Australia (9news)

Politicians stock up on home essentials during coronavirus self-isolation

By April 22, 2020 No Comments
As Australian citizens face distancing measures to help combat the spread of coronavirus, our politicians are leading by example, and have been stocking up on essential home items for their families.
Last month, Scott Morrison explained that his wife Jenny had left the house to buy jigsaw puzzles for their children, describing the outing as an example of an “essential” measure to help keep families occupied.
Australian Prime Minister Scott Morrison addresses the media during a press conference on COVID-19 coronavirus at Parliament House. Picture: Alex Ellinghausen
Australian Prime Minister Scott Morrison addresses the media during a press conference on COVID-19 coronavirus at Parliament House. Picture: Alex Ellinghausen(Sydney Morning Herald)
“I can assure you over the next few months we will consider those jigsaw puzzles absolutely essential.
“It is important that parents and families and households can get the things that they need to completely change the way they are going to live for the next six months at least, and so what we have done is sought to be practical about these issues.
“I mean, people are buying sporting equipment at the moment – gym mats and things like that – so they can exercise at home. These are things they are going to need.”
Meanwhile, New South Wales Premier Gladys Berejiklian has ensured that her exercise routine will not be dampened by the pandemic or social isolation measures by purchasing a treadmill.
NSW Premier Gladys Berejiklian speaks to the media during a press conference in Sydney.(AAP Image/Joel Carrett)
“I know for a lot of people, a lot of us had our hearts sold on going on holidays or doing something we’d normally do at Easter, and we can’t this year,” she said in a press conference yesterday.

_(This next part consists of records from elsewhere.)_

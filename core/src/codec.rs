// Copyright 2017 Amagicom AB.
//
// Licensed under the Apache License, Version 2.0 <LICENSE-APACHE or
// http://www.apache.org/licenses/LICENSE-2.0> or the MIT license
// <LICENSE-MIT or http://opensource.org/licenses/MIT>, at your
// option. This file may not be copied, modified, or distributed
// except according to those terms.

//! Decoding and encoding of JSON-RPC request/response envelopes.

use serde_json::{Map, Value};

use crate::error::{RpcError, RpcErrorKind};
use crate::id::{Id, Version};
use crate::params::Params;

/// A single decoded request (or notification, when `id` is `None`).
#[derive(Debug, Clone)]
pub struct Request {
    /// Which wire profile this request was decoded under.
    pub version: Version,
    /// `None` marks a notification: no response is ever produced for it,
    /// except when its own validation fails.
    pub id: Option<Id>,
    /// The method name, not yet resolved against a [`crate::registry::Registry`].
    pub method: String,
    /// The decoded parameters.
    pub params: Params,
}

impl Request {
    /// Whether this is a notification (no `id`, so no response is ever sent).
    pub fn is_notification(&self) -> bool {
        self.id.is_none()
    }
}

/// A fully built response envelope, ready to be serialized.
#[derive(Debug, Clone)]
pub struct Response {
    id: Id,
    version: Version,
    outcome: Result<Value, RpcError>,
}

impl Response {
    /// A successful response.
    pub fn success(version: Version, id: Id, result: Value) -> Self {
        Response {
            id,
            version,
            outcome: Ok(result),
        }
    }

    /// An error response.
    pub fn error(version: Version, id: Id, error: RpcError) -> Self {
        Response {
            id,
            version,
            outcome: Err(error),
        }
    }

    /// An `InvalidRequest`/`ParseError` response. These render under the
    /// dispatcher's configured `default_version` regardless of any version
    /// that could be inferred from the (partially or fully unparseable)
    /// payload: a structurally invalid envelope never decoded far enough to
    /// carry a reliable version tag of its own.
    pub fn structural_error(id: Option<Id>, version: Version, error: RpcError) -> Self {
        Response {
            id: id.unwrap_or(Id::Null),
            version,
            outcome: Err(error),
        }
    }

    /// The id this response answers.
    pub fn id(&self) -> &Id {
        &self.id
    }

    /// Whether this response carries an error.
    pub fn is_error(&self) -> bool {
        self.outcome.is_err()
    }

    /// Serializes this response to its wire `Value`: v2.0 and
    /// v1.1 both carry `{version-tag, id, result|error}`; v1.0 carries
    /// `{id, result, error}` where a successful call omits `error` and a
    /// failed call sets `result: null` and `error` to the plain message
    /// string.
    pub fn to_value(&self) -> Value {
        let mut map = Map::new();
        match self.version {
            Version::V20 => {
                map.insert("jsonrpc".into(), Value::String("2.0".into()));
                map.insert("id".into(), self.id.to_value());
                match &self.outcome {
                    Ok(result) => {
                        map.insert("result".into(), result.clone());
                    }
                    Err(err) => {
                        map.insert("error".into(), serde_json::to_value(err).unwrap_or(Value::Null));
                    }
                }
            }
            Version::V11 => {
                map.insert("version".into(), Value::String("1.1".into()));
                map.insert("id".into(), self.id.to_value());
                match &self.outcome {
                    Ok(result) => {
                        map.insert("result".into(), result.clone());
                    }
                    Err(err) => {
                        map.insert("error".into(), serde_json::to_value(err).unwrap_or(Value::Null));
                    }
                }
            }
            Version::V10 => {
                map.insert("id".into(), self.id.to_value());
                match &self.outcome {
                    Ok(result) => {
                        map.insert("result".into(), result.clone());
                    }
                    Err(err) => {
                        map.insert("result".into(), Value::Null);
                        map.insert("error".into(), Value::String(err.message.clone()));
                    }
                }
            }
        }
        Value::Object(map)
    }
}

/// Decodes one request object's fields, stopping at the first structural
/// fault and carrying forward whatever `id` had already been extracted in
/// field order (`jsonrpc`, then `id`, then `method`, then `params`), so
/// e.g. a request with a valid `id` but an invalid `method` type still
/// answers with that `id`.
///
/// Returns `Err((id_so_far, error))` on a structural fault; the caller is
/// expected to render that as [`Response::structural_error`]. Method
/// *existence* is not checked here — that needs the registry, and is the
/// dispatcher's job.
pub fn decode_request_object(map: &Map<String, Value>) -> Result<Request, (Option<Id>, RpcError)> {
    if let Some(Value::String(s)) = map.get("jsonrpc") {
        if s != "2.0" {
            return Err((None, RpcError::new(RpcErrorKind::InvalidRequest)));
        }
    }
    let version = Version::from_request_fields(map.get("jsonrpc"), map.get("version"));

    let id = match map.get("id") {
        None => None,
        Some(v) => match Id::from_value(v) {
            Some(id) => Some(id),
            None => return Err((None, RpcError::new(RpcErrorKind::InvalidRequest))),
        },
    };

    let method = match map.get("method") {
        Some(Value::String(s)) => s.clone(),
        _ => return Err((id, RpcError::new(RpcErrorKind::InvalidRequest))),
    };

    let params = match Params::from_value(map.get("params")) {
        Ok(p) => p,
        Err(_) => return Err((id, RpcError::new(RpcErrorKind::InvalidRequest))),
    };

    Ok(Request {
        version,
        id,
        method,
        params,
    })
}

/// Builds a client-side request payload: `{jsonrpc, method, params, id?}`.
/// The client only ever speaks v2.0 on the wire.
pub fn encode_client_request(method: &str, id: Option<&Id>, params: Params) -> Value {
    let mut map = Map::new();
    map.insert("jsonrpc".into(), Value::String("2.0".into()));
    map.insert("method".into(), Value::String(method.into()));
    map.insert("params".into(), params.into());
    if let Some(id) = id {
        map.insert("id".into(), id.to_value());
    }
    Value::Object(map)
}

/// The decoded shape of an incoming client-side response.
pub struct ClientResponse {
    /// The id this response answers.
    pub id: Id,
    /// `Ok` for a result response, `Err` for an error response.
    pub outcome: Result<Value, RpcError>,
}

/// Decodes and validates a response payload: it must parse as JSON, carry
/// `jsonrpc: "2.0"`, include an `id`, and contain exactly one of
/// `result`/`error`. Any violation is a connection-fatal protocol fault
/// (`ProtocolError`).
pub fn decode_client_response(value: &Value) -> Result<ClientResponse, String> {
    let map = value
        .as_object()
        .ok_or_else(|| "response is not a JSON object".to_string())?;

    match map.get("jsonrpc") {
        Some(Value::String(s)) if s == "2.0" => {}
        _ => return Err("not a valid jsonrpc response (no version)".to_string()),
    }

    let id_value = map
        .get("id")
        .ok_or_else(|| "not a valid jsonrpc response (no id)".to_string())?;
    let id = Id::from_value(id_value).ok_or_else(|| "response id has an invalid type".to_string())?;

    let has_result = map.contains_key("result");
    let has_error = map.contains_key("error");

    let outcome = match (has_result, has_error) {
        (true, false) => Ok(map.get("result").cloned().unwrap_or(Value::Null)),
        (false, true) => {
            let error_value = map.get("error").cloned().unwrap_or(Value::Null);
            let error: RpcError = serde_json::from_value(error_value)
                .map_err(|_| "error field is not a valid JSON-RPC error object".to_string())?;
            Err(error)
        }
        _ => return Err("response must contain exactly one of result/error".to_string()),
    };

    Ok(ClientResponse { id, outcome })
}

“None of us can travel, none of us can go on holidays. I know how devastating this is for families who feel that they’ve been cooped up in their homes.”
Ms Berejiklian says she bought herself a treadmill instead of going on holidays.
“I think they’re the type of decisions, without trivialising it, (that) people are having to make,” she said.
“But that shows that all of us have to change what we’re doing in order to make sure we keep everybody safe.”
Whether it’s books, art supplies or, of course, toilet paper, Australians are also making new purchases to help while away the time spent in isolation.